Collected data
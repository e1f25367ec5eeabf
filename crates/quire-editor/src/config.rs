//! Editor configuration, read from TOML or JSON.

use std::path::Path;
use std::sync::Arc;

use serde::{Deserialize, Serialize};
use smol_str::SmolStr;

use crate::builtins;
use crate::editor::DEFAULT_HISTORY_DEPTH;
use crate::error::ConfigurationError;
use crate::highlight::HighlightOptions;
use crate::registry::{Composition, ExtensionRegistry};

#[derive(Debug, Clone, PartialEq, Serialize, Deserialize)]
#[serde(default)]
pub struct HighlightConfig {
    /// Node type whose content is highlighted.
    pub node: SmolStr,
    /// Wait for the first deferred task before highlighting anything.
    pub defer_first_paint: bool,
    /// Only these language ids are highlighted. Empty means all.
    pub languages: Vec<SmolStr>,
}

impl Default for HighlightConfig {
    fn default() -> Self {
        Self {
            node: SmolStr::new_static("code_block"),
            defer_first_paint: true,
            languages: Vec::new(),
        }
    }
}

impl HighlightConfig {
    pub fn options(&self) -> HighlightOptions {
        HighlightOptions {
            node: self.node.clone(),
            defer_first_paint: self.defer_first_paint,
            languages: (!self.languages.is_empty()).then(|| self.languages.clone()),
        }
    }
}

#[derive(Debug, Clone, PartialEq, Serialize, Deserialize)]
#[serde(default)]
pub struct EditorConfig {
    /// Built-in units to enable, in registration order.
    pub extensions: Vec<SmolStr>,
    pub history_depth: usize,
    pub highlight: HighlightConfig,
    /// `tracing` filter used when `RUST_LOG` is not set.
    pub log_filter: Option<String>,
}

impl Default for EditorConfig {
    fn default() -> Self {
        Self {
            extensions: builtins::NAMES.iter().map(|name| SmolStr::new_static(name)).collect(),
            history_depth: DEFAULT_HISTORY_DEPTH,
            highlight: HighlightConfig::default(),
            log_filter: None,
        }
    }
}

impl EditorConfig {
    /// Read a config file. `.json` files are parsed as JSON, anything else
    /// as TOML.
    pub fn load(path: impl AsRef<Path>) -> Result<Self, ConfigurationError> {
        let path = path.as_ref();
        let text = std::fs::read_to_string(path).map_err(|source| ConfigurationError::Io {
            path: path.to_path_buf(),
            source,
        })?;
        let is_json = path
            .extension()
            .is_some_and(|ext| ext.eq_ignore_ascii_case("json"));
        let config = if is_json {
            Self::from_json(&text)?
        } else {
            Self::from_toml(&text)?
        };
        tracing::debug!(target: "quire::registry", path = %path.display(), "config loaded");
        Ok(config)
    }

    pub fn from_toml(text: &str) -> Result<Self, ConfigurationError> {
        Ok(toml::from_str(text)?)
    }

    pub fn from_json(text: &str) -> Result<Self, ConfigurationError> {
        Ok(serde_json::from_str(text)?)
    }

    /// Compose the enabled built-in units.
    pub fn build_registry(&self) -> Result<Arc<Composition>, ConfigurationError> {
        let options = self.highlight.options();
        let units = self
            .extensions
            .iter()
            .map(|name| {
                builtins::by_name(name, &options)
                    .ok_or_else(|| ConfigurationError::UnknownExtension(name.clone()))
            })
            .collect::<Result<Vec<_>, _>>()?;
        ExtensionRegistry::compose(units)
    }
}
==
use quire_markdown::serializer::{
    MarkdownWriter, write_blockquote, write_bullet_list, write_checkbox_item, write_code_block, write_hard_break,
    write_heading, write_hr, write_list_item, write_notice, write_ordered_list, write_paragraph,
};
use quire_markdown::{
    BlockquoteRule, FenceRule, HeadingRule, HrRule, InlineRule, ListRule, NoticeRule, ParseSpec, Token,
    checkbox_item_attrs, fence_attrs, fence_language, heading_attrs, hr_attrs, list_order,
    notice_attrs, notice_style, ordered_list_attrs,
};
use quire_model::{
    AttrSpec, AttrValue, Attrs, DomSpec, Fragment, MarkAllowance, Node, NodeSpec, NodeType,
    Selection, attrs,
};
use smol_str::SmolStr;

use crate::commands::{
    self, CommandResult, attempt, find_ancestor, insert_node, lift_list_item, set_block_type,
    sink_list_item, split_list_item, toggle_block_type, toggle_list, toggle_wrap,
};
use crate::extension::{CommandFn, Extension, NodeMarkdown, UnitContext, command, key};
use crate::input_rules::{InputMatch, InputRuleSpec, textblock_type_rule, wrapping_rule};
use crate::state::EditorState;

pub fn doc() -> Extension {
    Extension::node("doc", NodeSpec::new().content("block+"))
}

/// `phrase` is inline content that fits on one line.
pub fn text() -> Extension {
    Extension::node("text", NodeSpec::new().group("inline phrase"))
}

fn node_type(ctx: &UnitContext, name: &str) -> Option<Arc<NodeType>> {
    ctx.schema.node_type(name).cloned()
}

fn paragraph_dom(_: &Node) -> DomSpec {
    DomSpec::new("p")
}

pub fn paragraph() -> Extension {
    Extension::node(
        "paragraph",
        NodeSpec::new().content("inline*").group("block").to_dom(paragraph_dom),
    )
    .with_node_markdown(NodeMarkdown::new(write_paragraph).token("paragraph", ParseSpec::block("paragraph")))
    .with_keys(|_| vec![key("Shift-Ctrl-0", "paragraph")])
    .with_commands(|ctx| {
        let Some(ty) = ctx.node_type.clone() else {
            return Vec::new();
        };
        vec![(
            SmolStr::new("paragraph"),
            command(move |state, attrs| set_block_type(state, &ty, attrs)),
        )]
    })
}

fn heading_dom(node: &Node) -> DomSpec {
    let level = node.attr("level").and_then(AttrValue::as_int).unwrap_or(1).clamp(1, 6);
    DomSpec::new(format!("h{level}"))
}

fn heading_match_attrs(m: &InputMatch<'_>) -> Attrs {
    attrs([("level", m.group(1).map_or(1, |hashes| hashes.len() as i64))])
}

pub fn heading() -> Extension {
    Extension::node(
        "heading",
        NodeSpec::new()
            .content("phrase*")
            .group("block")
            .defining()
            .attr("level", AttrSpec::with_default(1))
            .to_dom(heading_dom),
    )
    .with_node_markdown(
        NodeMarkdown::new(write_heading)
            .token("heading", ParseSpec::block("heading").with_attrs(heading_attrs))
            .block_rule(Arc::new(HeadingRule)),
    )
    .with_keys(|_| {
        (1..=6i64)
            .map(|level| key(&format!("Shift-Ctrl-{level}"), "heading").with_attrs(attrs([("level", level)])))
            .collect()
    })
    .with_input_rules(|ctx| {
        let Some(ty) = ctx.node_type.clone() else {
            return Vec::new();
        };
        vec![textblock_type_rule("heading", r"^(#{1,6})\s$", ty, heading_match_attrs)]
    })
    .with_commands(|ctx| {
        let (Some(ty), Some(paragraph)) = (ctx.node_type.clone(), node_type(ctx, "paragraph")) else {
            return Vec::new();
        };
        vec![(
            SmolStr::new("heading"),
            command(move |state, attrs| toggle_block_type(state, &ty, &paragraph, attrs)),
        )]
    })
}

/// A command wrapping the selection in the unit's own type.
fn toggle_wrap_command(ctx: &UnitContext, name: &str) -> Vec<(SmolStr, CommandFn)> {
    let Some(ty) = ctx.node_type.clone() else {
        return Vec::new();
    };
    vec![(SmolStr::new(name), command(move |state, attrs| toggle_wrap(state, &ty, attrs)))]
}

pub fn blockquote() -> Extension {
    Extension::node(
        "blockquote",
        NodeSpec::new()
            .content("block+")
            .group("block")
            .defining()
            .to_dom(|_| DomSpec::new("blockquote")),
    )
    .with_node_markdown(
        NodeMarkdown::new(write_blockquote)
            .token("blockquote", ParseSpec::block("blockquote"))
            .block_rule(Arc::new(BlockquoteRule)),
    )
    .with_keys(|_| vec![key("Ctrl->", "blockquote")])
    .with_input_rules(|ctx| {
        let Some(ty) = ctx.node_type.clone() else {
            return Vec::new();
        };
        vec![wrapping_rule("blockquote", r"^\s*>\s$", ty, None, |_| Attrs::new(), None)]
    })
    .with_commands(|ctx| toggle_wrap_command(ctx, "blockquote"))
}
---
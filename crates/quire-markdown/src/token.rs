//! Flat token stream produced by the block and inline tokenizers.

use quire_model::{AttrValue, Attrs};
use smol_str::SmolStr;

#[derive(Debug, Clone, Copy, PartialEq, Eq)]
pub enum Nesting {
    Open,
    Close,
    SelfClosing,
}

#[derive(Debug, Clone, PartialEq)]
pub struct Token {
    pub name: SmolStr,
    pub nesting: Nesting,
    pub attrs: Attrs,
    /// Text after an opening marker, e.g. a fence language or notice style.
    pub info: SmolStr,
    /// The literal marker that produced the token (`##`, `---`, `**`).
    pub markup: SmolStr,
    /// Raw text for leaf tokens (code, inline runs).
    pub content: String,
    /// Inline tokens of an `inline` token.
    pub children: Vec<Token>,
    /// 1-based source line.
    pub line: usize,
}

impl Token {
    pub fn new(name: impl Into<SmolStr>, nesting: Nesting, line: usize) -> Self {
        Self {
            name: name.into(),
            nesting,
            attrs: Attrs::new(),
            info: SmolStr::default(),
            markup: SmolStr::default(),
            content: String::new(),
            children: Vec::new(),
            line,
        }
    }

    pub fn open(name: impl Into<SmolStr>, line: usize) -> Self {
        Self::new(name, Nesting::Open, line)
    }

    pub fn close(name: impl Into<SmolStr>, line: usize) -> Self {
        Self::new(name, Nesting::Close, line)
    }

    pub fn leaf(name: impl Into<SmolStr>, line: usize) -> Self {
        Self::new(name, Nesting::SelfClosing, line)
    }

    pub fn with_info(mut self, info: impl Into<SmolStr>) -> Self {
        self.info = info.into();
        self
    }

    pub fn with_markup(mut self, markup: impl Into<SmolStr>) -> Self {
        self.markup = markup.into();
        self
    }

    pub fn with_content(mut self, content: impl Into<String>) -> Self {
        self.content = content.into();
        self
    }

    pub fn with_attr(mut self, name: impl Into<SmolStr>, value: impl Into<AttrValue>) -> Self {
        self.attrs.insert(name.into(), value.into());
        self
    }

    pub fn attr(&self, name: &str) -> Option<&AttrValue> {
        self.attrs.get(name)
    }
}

• **THE PROBLEM**:
Beginning at the line above that contains "JSON, anything else", return each line exactly through the line that contains "Self::from_json(&text)?", and no others.

• **WRITTEN REPLY**:
    /// Read a config file. `.json` files are parsed as JSON, anything else
    /// as TOML.
    pub fn load(path: impl AsRef<Path>) -> Result<Self, ConfigurationError> {
        let path = path.as_ref();
        let text = std::fs::read_to_string(path).map_err(|source| ConfigurationError::Io {
            path: path.to_path_buf(),
            source,
        })?;
        let is_json = path
            .extension()
            .is_some_and(|ext| ext.eq_ignore_ascii_case("json"));
        let config = if is_json {
            Self::from_json(&text)?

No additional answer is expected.